Given records:
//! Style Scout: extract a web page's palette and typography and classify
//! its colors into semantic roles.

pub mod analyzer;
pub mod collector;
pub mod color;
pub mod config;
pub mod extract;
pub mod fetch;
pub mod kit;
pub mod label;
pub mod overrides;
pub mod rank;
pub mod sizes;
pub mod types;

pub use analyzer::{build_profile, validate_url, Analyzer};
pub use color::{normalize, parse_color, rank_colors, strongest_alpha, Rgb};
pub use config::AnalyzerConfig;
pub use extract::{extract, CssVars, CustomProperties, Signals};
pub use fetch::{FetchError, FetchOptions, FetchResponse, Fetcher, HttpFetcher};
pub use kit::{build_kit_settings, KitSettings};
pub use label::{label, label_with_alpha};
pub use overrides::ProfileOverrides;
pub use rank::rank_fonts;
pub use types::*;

==

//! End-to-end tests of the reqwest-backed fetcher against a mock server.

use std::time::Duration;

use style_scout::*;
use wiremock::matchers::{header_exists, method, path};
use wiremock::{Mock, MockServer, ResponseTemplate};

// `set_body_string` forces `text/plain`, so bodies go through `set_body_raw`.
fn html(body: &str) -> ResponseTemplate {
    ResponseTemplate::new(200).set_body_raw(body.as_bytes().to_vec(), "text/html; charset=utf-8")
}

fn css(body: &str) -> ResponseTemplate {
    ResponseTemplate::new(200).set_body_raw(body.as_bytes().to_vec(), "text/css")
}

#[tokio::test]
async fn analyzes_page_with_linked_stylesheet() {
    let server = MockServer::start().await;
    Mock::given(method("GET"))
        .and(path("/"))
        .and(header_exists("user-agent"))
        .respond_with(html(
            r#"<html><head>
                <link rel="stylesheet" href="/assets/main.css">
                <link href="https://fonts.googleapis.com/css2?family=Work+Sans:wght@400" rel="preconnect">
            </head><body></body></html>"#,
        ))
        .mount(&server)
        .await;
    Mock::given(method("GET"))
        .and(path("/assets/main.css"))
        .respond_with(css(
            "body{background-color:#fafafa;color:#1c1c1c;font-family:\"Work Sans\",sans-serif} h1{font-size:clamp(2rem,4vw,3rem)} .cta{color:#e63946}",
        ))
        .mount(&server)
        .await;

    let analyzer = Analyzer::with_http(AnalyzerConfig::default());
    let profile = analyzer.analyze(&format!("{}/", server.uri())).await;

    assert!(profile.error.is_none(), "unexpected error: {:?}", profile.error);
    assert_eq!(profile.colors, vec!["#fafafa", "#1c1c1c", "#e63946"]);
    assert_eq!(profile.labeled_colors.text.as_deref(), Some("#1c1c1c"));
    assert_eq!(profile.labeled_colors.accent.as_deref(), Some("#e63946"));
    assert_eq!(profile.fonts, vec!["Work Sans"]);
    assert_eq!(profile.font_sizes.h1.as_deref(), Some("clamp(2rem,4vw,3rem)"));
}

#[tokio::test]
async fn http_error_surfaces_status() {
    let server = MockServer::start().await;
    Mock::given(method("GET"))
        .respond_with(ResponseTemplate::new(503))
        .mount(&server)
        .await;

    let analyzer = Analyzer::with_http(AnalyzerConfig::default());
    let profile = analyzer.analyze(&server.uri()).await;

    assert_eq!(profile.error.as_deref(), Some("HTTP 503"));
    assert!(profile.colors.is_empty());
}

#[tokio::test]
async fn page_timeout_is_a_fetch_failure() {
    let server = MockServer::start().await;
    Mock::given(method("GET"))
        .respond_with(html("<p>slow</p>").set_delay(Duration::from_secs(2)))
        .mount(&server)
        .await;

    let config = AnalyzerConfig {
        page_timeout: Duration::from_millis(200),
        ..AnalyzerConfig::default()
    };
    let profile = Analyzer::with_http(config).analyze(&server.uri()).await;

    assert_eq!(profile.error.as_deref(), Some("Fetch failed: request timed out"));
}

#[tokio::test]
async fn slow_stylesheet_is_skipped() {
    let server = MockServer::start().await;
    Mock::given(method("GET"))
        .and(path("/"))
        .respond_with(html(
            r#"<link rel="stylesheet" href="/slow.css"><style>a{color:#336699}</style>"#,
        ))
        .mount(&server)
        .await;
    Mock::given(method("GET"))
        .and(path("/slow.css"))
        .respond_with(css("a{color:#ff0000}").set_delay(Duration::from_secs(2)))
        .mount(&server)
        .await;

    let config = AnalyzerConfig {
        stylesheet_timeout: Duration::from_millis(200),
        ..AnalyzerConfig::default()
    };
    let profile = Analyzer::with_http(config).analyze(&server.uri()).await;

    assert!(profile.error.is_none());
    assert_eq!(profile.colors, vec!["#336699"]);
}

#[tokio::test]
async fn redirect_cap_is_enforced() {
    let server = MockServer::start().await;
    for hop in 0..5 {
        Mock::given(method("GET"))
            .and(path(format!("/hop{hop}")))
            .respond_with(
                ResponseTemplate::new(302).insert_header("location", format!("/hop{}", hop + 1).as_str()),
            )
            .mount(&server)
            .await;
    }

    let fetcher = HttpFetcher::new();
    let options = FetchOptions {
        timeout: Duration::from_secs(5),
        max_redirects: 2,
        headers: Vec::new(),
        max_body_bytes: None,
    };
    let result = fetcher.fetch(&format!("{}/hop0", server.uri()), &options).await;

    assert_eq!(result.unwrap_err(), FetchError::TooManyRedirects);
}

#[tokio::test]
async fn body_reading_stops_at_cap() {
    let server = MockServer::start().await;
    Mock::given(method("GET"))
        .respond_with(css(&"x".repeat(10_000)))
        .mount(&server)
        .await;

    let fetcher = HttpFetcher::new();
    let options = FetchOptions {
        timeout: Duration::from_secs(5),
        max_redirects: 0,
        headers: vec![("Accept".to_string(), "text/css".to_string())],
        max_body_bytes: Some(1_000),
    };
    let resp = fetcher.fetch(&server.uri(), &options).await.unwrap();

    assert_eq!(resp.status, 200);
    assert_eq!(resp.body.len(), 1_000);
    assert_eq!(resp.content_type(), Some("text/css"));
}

Task instructions:
Search the material for the word "FetchError". Each line where it is found must be copied.

Response to this exercise:
pub use fetch::{FetchError, FetchOptions, FetchResponse, Fetcher, HttpFetcher};
    assert_eq!(result.unwrap_err(), FetchError::TooManyRedirects);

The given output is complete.